Tag Archives: vegetables

Healthy Pork and Bean “Tacos”


A slightly healthier take on one of my all time favourite dishes….Tacos!! These little babies are not only LOADED with protein, fibre and other essential nutrients but they are also very low in carbs and fat yet still taste pretty damn out of this world! They’re also super easy to prepare and make great leftovers! And yes if you haven’t guessed already, I am a pretty solid Mexican food fan! But then again..who isn’t?!

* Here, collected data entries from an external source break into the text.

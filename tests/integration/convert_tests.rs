use chrono::{TimeZone, Utc};
use regex::Regex;

use stationxml_nrl::binding::{
    BoundObject, Dialect, ValidationMode, channels, export_xml_string, find_channel,
    parse_document,
};
use stationxml_nrl::convert::{ConvertOptions, convert_to_extended};
use stationxml_nrl::diagnostics::RecordingDiagnostics;
use stationxml_nrl::equivalence::ResponseView;
use stationxml_nrl::file_discovery::FileDiscovery;
use stationxml_nrl::library::{
    CheckDirs, LibraryPart, LibraryScanner, MatchKind, ScanOptions, check_channel,
};
use stationxml_nrl::rewrite::{DEFAULT_URL_PREFIX, link_library_responses};
use stationxml_nrl::schema::TypeId;

use crate::common::*;

fn fdsn_inventory() -> BoundObject {
    let diag = RecordingDiagnostics::new();
    parse_document(&fdsn_document(), Dialect::Fdsn, ValidationMode::Strict, &diag).unwrap()
}

fn options() -> ConvertOptions {
    ConvertOptions {
        now: Utc.with_ymd_and_hms(2021, 6, 1, 0, 0, 0).unwrap(),
        ..ConvertOptions::default()
    }
}

#[test]
fn test_converted_document_binds_as_extended() {
    let diag = RecordingDiagnostics::new();
    let (ext, summary) = convert_to_extended(&fdsn_inventory(), &options(), &diag).unwrap();
    assert_eq!(summary.channels, 4);
    assert!(summary.dropped_fields.is_empty());

    let xml = export_xml_string(&ext, ValidationMode::Strict, &diag).unwrap();
    assert!(xml.contains(r#"schemaVersion="3.0""#));
    let again = parse_document(&xml, Dialect::Ext, ValidationMode::Strict, &diag).unwrap();
    assert_eq!(again, ext);

    let keys: Vec<_> = channels(&again).iter().map(|c| c.key()).collect();
    assert_eq!(keys, vec![BHZ, BHN, LHZ, VM1]);
    let bhz = find_channel(&again, BHZ).unwrap();
    assert_eq!(bhz.channel.type_id(), TypeId::SisChannel);
    assert_eq!(bhz.response().map(BoundObject::type_id), Some(TypeId::SisResponse));
}

#[test]
fn test_convert_filters_channels() {
    let diag = RecordingDiagnostics::new();
    let only_broadband = ConvertOptions {
        only_channels: Some(Regex::new("BH.").unwrap()),
        ..options()
    };
    let (ext, summary) = convert_to_extended(&fdsn_inventory(), &only_broadband, &diag).unwrap();
    let keys: Vec<_> = channels(&ext).iter().map(|c| c.key()).collect();
    assert_eq!(keys, vec![BHZ, BHN]);
    assert_eq!(summary.removed.len(), 2);
    assert!(summary.removed.contains_key(LHZ));

    // none of the fixture channels has an end date
    let drop_current = ConvertOptions {
        drop_current: true,
        ..options()
    };
    let (ext, summary) = convert_to_extended(&fdsn_inventory(), &drop_current, &diag).unwrap();
    assert!(channels(&ext).is_empty());
    assert_eq!(summary.removed.len(), 4);
}

#[tokio::test]
async fn test_convert_then_link_to_library() {
    let library = TestLibrary::new();
    let diag = RecordingDiagnostics::new();
    let (mut ext, _) = convert_to_extended(&fdsn_inventory(), &options(), &diag).unwrap();

    let scan_options = ScanOptions {
        kind: MatchKind::Both,
        max_concurrent: 2,
        multiple_match_warning: true,
    };
    let report = LibraryScanner::new(library.layout.clone(), scan_options)
        .scan(&ext, &diag)
        .await
        .unwrap();
    let summary =
        link_library_responses(&mut ext, &report, &library.layout, DEFAULT_URL_PREFIX, &diag)
            .unwrap();
    assert_eq!(summary.count, 2);

    let xml = export_xml_string(&ext, ValidationMode::Strict, &diag).unwrap();
    assert!(xml.contains(&format!("{}/{}", DEFAULT_URL_PREFIX, SENSOR_FILE)));
    assert!(xml.contains(&format!("{}/{}", DEFAULT_URL_PREFIX, LOGGER_FILE)));
}

#[tokio::test]
async fn test_check_one_channel_against_manufacturer_dirs() {
    let library = TestLibrary::new();
    let root = fdsn_inventory();
    let bhz = find_channel(&root, BHZ).unwrap();
    let response = ResponseView::from_object(bhz.response().unwrap());
    let dirs = CheckDirs {
        sensor_dir: Some("guralp".to_string()),
        logger_dir: Some("reftek".to_string()),
    };

    let checks = check_channel(&library.layout, &response, &dirs, &FileDiscovery::new())
        .await
        .unwrap();

    let verdicts: Vec<_> = checks
        .iter()
        .map(|c| (c.part, library.layout.relative(&c.path), c.matched))
        .collect();
    assert_eq!(
        verdicts,
        vec![
            (LibraryPart::Sensor, SENSOR_FILE.to_string(), true),
            (LibraryPart::Logger, LOGGER_FILE.to_string(), true),
            (LibraryPart::Logger, FAST_LOGGER_FILE.to_string(), false),
        ]
    );
    assert!(!checks[2].reason.is_empty());
}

Pork, Bean and Vegetable Tacos with allll the trimmings…only a much healthier version! 

(For 4-6people)

What you need…IMG_6828

  • 1 iceberg lettuce, washed and leaves seperated
  • 500g lean pork mince
  • 2 cloves garlic, crushed
  • 1 brown onion, diced
  • 1 tin crushed tomatoes
  • 2 tbsp tomato paste
  • 1 packet of taco seasoning
  • 1 carrot, diced or grated
  • 1/2 red or yellow capsicum, diced
  • 1 zucchini diced or grated
  • 5 button mushrooms, diced
  • 1/2 tin brown lentils, rinsed
  • 1 tin red kidney beans
  • 1 avocado, cut into cubes
  • 1/2 cup low fat plain greek or natural yoghurt

For the salsa:

  • 2 roma tomatoes, diced
  • 1/2 lebanese cucumber, diced
  • 1/4 red onion, finely diced
  • 1/2 cup fresh parsley, finely chopped
  • lemon

What to do…

Heat a large non stick fry pan or casserole dish over med-high heat. Add a dash of oil and then add then add the pork mince. Once just cooked through, remove from the heat and transfer the mince to a bowl and set aside.

Place the fry pan back on the heat and add another dash of oil. Sauté the onion until soft then add the garlic and taco seasoning. Cook for a further 2 mins. Throw the mince back in, followed by all the vegetables and stir over medium heat until well combined. Then add in your tomato paste and mix through, followed by the tinned tomatoes.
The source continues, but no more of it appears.